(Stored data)
----------------------------------------

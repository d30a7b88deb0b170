//! Collision detection between the ball and static geometry
//!
//! The ball is the only dynamic body; obstacles are the four edges of the
//! rotating square and the maze wall segments. Every query reports the
//! deepest penetration so the resolver can peel overlaps one at a time.

use glam::Vec2;

use super::state::Boundary;
use crate::rotate_vec;
use crate::tuning::Tuning;

/// Which surface produced a collision.
///
/// A boundary normal is reported in the square's local frame and must be
/// rotated into the global frame before use; wall segments are queried in
/// the global frame, so their normals already are.
#[derive(Debug, Clone, Copy, PartialEq, Eq)]
pub enum CollisionSource {
    Boundary,
    Wall,
}

/// Result of a collision check
#[derive(Debug, Clone, Copy)]
pub struct CollisionResult {
    /// Whether a collision occurred
    pub hit: bool,
    /// Overlap distance the resolver must eliminate
    pub penetration: f32,
    /// Surface normal pointing toward the ball center
    pub normal: Vec2,
    /// Surface that was hit
    pub source: CollisionSource,
}

impl CollisionResult {
    pub fn miss() -> Self {
        Self {
            hit: false,
            penetration: 0.0,
            normal: Vec2::ZERO,
            source: CollisionSource::Wall,
        }
    }
}

/// Check a circle against a single line segment.
///
/// Projects the circle center onto the segment, clamps the projection to
/// the endpoints and measures the gap to the closest point. The safety
/// margin inflates the hit distance so resolved positions keep daylight
/// between ball and wall. A center sitting exactly on the segment yields
/// a zero normal; a zero-length segment is never a hit.
pub fn detect_wall_segment(
    pos: Vec2,
    a: Vec2,
    b: Vec2,
    radius: f32,
    tuning: &Tuning,
) -> CollisionResult {
    let ab = b - a;
    let len_sq = ab.length_squared();
    if len_sq < 0.0001 {
        return CollisionResult::miss(); // Degenerate segment
    }

    let t = ((pos - a).dot(ab) / len_sq).clamp(0.0, 1.0);
    let closest = a + ab * t;
    let gap = pos - closest;
    let penetration = radius - gap.length() + tuning.margin(radius);

    if penetration > 0.0 {
        CollisionResult {
            hit: true,
            penetration,
            normal: gap.normalize_or_zero(),
            source: CollisionSource::Wall,
        }
    } else {
        CollisionResult::miss()
    }
}

/// Check a circle against the rotating square's four edges.
///
/// Works in the square's local frame: the query point is inverse-rotated,
/// each edge tested as a segment, and only the deepest-penetrating edge is
/// kept. The returned normal is local; the resolver rotates it back.
pub fn detect_boundary(
    pos: Vec2,
    boundary: &Boundary,
    radius: f32,
    tuning: &Tuning,
) -> CollisionResult {
    let local = rotate_vec(pos - boundary.center, -boundary.rotation);
    let half = boundary.size / 2.0;
    let corners = [
        Vec2::new(-half, -half),
        Vec2::new(half, -half),
        Vec2::new(half, half),
        Vec2::new(-half, half),
    ];

    let mut nearest = CollisionResult::miss();
    for i in 0..4 {
        let edge = detect_wall_segment(local, corners[i], corners[(i + 1) % 4], radius, tuning);
        if edge.hit && edge.penetration > nearest.penetration {
            nearest = CollisionResult {
                source: CollisionSource::Boundary,
                ..edge
            };
        }
    }
    nearest
}

#[cfg(test)]
mod tests {
    use super::*;

    fn tuning() -> Tuning {
        Tuning::default()
    }

    #[test]
    fn test_segment_hit_reports_penetration_and_normal() {
        // Circle at origin, radius 10 (margin 2), against the vertical
        // segment x = 5: distance 5, penetration 10 - 5 + 2 = 7.
        let result = detect_wall_segment(
            Vec2::ZERO,
            Vec2::new(5.0, -5.0),
            Vec2::new(5.0, 5.0),
            10.0,
            &tuning(),
        );
        assert!(result.hit);
        assert!((result.penetration - 7.0).abs() < 1e-5);
        assert!((result.normal - Vec2::new(-1.0, 0.0)).length() < 1e-5);
        assert_eq!(result.source, CollisionSource::Wall);
    }

    #[test]
    fn test_segment_miss_when_clear() {
        let result = detect_wall_segment(
            Vec2::new(20.0, 0.0),
            Vec2::new(5.0, -5.0),
            Vec2::new(5.0, 5.0),
            10.0,
            &tuning(),
        );
        assert!(!result.hit);
        assert_eq!(result.penetration, 0.0);
    }

    #[test]
    fn test_segment_projection_clamps_to_endpoints() {
        // Circle past the segment's end: closest point is the endpoint, not
        // the infinite line.
        let result = detect_wall_segment(
            Vec2::new(0.0, 17.0),
            Vec2::new(5.0, -5.0),
            Vec2::new(5.0, 5.0),
            10.0,
            &tuning(),
        );
        // Distance to the endpoint (5, 5) is 13, past radius + margin.
        assert!(!result.hit);

        let close = detect_wall_segment(
            Vec2::new(5.0, 12.0),
            Vec2::new(5.0, -5.0),
            Vec2::new(5.0, 5.0),
            10.0,
            &tuning(),
        );
        assert!(close.hit);
        assert!((close.normal - Vec2::new(0.0, 1.0)).length() < 1e-5);
    }

    #[test]
    fn test_center_on_segment_degenerates_to_zero_normal() {
        let result = detect_wall_segment(
            Vec2::new(5.0, 0.0),
            Vec2::new(5.0, -5.0),
            Vec2::new(5.0, 5.0),
            10.0,
            &tuning(),
        );
        assert!(result.hit);
        assert_eq!(result.normal, Vec2::ZERO);
    }

    #[test]
    fn test_zero_length_segment_is_not_a_hit() {
        let result = detect_wall_segment(
            Vec2::ZERO,
            Vec2::new(1.0, 1.0),
            Vec2::new(1.0, 1.0),
            10.0,
            &tuning(),
        );
        assert!(!result.hit);
        assert_eq!(result.normal, Vec2::ZERO);
    }

    #[test]
    fn test_boundary_reports_deepest_edge_in_local_frame() {
        let boundary = Boundary {
            center: Vec2::ZERO,
            size: 100.0,
            rotation: 0.0,
        };
        // Ball near the right edge (x = 50), 5 units away.
        let result = detect_boundary(Vec2::new(45.0, 0.0), &boundary, 10.0, &tuning());
        assert!(result.hit);
        assert_eq!(result.source, CollisionSource::Boundary);
        // Normal points back toward the interior.
        assert!((result.normal - Vec2::new(-1.0, 0.0)).length() < 1e-5);
        assert!((result.penetration - 7.0).abs() < 1e-5);
    }

    #[test]
    fn test_boundary_accounts_for_rotation() {
        // Quarter-turn square: the edge that was at x = +50 now sits at
        // y = +50 in the global frame.
        let boundary = Boundary {
            center: Vec2::ZERO,
            size: 100.0,
            rotation: std::f32::consts::FRAC_PI_2,
        };
        let result = detect_boundary(Vec2::new(0.0, 45.0), &boundary, 10.0, &tuning());
        assert!(result.hit);
        // Local-frame normal; rotating it by the boundary angle must point
        // down toward the interior.
        let global = crate::rotate_vec(result.normal, boundary.rotation);
        assert!((global - Vec2::new(0.0, -1.0)).length() < 1e-5);
    }

    #[test]
    fn test_boundary_center_is_clear() {
        let boundary = Boundary {
            center: Vec2::new(300.0, 200.0),
            size: 400.0,
            rotation: 0.7,
        };
        let result = detect_boundary(boundary.center, &boundary, 10.0, &tuning());
        assert!(!result.hit);
    }
}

----------------------------------------

Your answer should be the full set of records above, restated exactly.

repository d30a7b88deb0b170
//! Collision detection between the ball and static geometry
//!
//! The ball is the only dynamic body; obstacles are the four edges of the
//! rotating square and the maze wall segments. Every query reports the
//! deepest penetration so the resolver can peel overlaps one at a time.

use glam::Vec2;

use super::state::Boundary;
use crate::rotate_vec;
use crate::tuning::Tuning;

/// Which surface produced a collision.
///
/// A boundary normal is reported in the square's local frame and must be
/// rotated into the global frame before use; wall segments are queried in
/// the global frame, so their normals already are.
#[derive(Debug, Clone, Copy, PartialEq, Eq)]
pub enum CollisionSource {
    Boundary,
    Wall,
}

/// Result of a collision check
#[derive(Debug, Clone, Copy)]
pub struct CollisionResult {
    /// Whether a collision occurred
    pub hit: bool,
    /// Overlap distance the resolver must eliminate
    pub penetration: f32,
    /// Surface normal pointing toward the ball center
    pub normal: Vec2,
    /// Surface that was hit
    pub source: CollisionSource,
}

impl CollisionResult {
    pub fn miss() -> Self {
        Self {
            hit: false,
            penetration: 0.0,
            normal: Vec2::ZERO,
            source: CollisionSource::Wall,
        }
    }
}

/// Check a circle against a single line segment.
///
/// Projects the circle center onto the segment, clamps the projection to
/// the endpoints and measures the gap to the closest point. The safety
/// margin inflates the hit distance so resolved positions keep daylight
/// between ball and wall. A center sitting exactly on the segment yields
/// a zero normal; a zero-length segment is never a hit.
pub fn detect_wall_segment(
    pos: Vec2,
    a: Vec2,
    b: Vec2,
    radius: f32,
    tuning: &Tuning,
) -> CollisionResult {
    let ab = b - a;
    let len_sq = ab.length_squared();
    if len_sq < 0.0001 {
        return CollisionResult::miss(); // Degenerate segment
    }

    let t = ((pos - a).dot(ab) / len_sq).clamp(0.0, 1.0);
    let closest = a + ab * t;
    let gap = pos - closest;
    let penetration = radius - gap.length() + tuning.margin(radius);

    if penetration > 0.0 {
        CollisionResult {
            hit: true,
            penetration,
            normal: gap.normalize_or_zero(),
            source: CollisionSource::Wall,
        }
    } else {
        CollisionResult::miss()
    }
}

/// Check a circle against the rotating square's four edges.
///
/// Works in the square's local frame: the query point is inverse-rotated,
/// each edge tested as a segment, and only the deepest-penetrating edge is
/// kept. The returned normal is local; the resolver rotates it back.
pub fn detect_boundary(
    pos: Vec2,
    boundary: &Boundary,
    radius: f32,
    tuning: &Tuning,
) -> CollisionResult {
    let local = rotate_vec(pos - boundary.center, -boundary.rotation);
    let half = boundary.size / 2.0;
    let corners = [
        Vec2::new(-half, -half),
        Vec2::new(half, -half),
        Vec2::new(half, half),
        Vec2::new(-half, half),
    ];

    let mut nearest = CollisionResult::miss();
    for i in 0..4 {
        let edge = detect_wall_segment(local, corners[i], corners[(i + 1) % 4], radius, tuning);
        if edge.hit && edge.penetration > nearest.penetration {
            nearest = CollisionResult {
                source: CollisionSource::Boundary,
                ..edge
            };
        }
    }
    nearest
}

#[cfg(test)]
mod tests {
    use super::*;

    fn tuning() -> Tuning {
        Tuning::default()
    }

    #[test]
    fn test_segment_hit_reports_penetration_and_normal() {
        // Circle at origin, radius 10 (margin 2), against the vertical
        // segment x = 5: distance 5, penetration 10 - 5 + 2 = 7.
        let result = detect_wall_segment(
            Vec2::ZERO,
            Vec2::new(5.0, -5.0),
            Vec2::new(5.0, 5.0),
            10.0,
            &tuning(),
        );
        assert!(result.hit);
        assert!((result.penetration - 7.0).abs() < 1e-5);
        assert!((result.normal - Vec2::new(-1.0, 0.0)).length() < 1e-5);
        assert_eq!(result.source, CollisionSource::Wall);
    }

    #[test]
    fn test_segment_miss_when_clear() {
        let result = detect_wall_segment(
            Vec2::new(20.0, 0.0),
            Vec2::new(5.0, -5.0),
            Vec2::new(5.0, 5.0),
            10.0,
            &tuning(),
        );
        assert!(!result.hit);
        assert_eq!(result.penetration, 0.0);
    }

    #[test]
    fn test_segment_projection_clamps_to_endpoints() {
        // Circle past the segment's end: closest point is the endpoint, not
        // the infinite line.
        let result = detect_wall_segment(
            Vec2::new(0.0, 17.0),
            Vec2::new(5.0, -5.0),
            Vec2::new(5.0, 5.0),
            10.0,
            &tuning(),
        );
        // Distance to the endpoint (5, 5) is 13, past radius + margin.
        assert!(!result.hit);

        let close = detect_wall_segment(
            Vec2::new(5.0, 12.0),
            Vec2::new(5.0, -5.0),
            Vec2::new(5.0, 5.0),
            10.0,
            &tuning(),
        );
        assert!(close.hit);
        assert!((close.normal - Vec2::new(0.0, 1.0)).length() < 1e-5);
    }

    #[test]
    fn test_center_on_segment_degenerates_to_zero_normal() {
        let result = detect_wall_segment(
            Vec2::new(5.0, 0.0),
            Vec2::new(5.0, -5.0),
            Vec2::new(5.0, 5.0),
            10.0,
            &tuning(),
        );
        assert!(result.hit);
        assert_eq!(result.normal, Vec2::ZERO);
    }

    #[test]
    fn test_zero_length_segment_is_not_a_hit() {
        let result = detect_wall_segment(
            Vec2::ZERO,
            Vec2::new(1.0, 1.0),
            Vec2::new(1.0, 1.0),
            10.0,
            &tuning(),
        );
        assert!(!result.hit);
        assert_eq!(result.normal, Vec2::ZERO);
    }

    #[test]
    fn test_boundary_reports_deepest_edge_in_local_frame() {
        let boundary = Boundary {
            center: Vec2::ZERO,
            size: 100.0,
            rotation: 0.0,
        };
        // Ball near the right edge (x = 50), 5 units away.
        let result = detect_boundary(Vec2::new(45.0, 0.0), &boundary, 10.0, &tuning());
        assert!(result.hit);
        assert_eq!(result.source, CollisionSource::Boundary);
        // Normal points back toward the interior.
        assert!((result.normal - Vec2::new(-1.0, 0.0)).length() < 1e-5);
        assert!((result.penetration - 7.0).abs() < 1e-5);
    }

    #[test]
    fn test_boundary_accounts_for_rotation() {
        // Quarter-turn square: the edge that was at x = +50 now sits at
        // y = +50 in the global frame.
        let boundary = Boundary {
            center: Vec2::ZERO,
            size: 100.0,
            rotation: std::f32::consts::FRAC_PI_2,
        };
        let result = detect_boundary(Vec2::new(0.0, 45.0), &boundary, 10.0, &tuning());
        assert!(result.hit);
        // Local-frame normal; rotating it by the boundary angle must point
        // down toward the interior.
        let global = crate::rotate_vec(result.normal, boundary.rotation);
        assert!((global - Vec2::new(0.0, -1.0)).length() < 1e-5);
    }

    #[test]
    fn test_boundary_center_is_clear() {
        let boundary = Boundary {
            center: Vec2::new(300.0, 200.0),
            size: 400.0,
            rotation: 0.7,
        };
        let result = detect_boundary(boundary.center, &boundary, 10.0, &tuning());
        assert!(!result.hit);
    }
}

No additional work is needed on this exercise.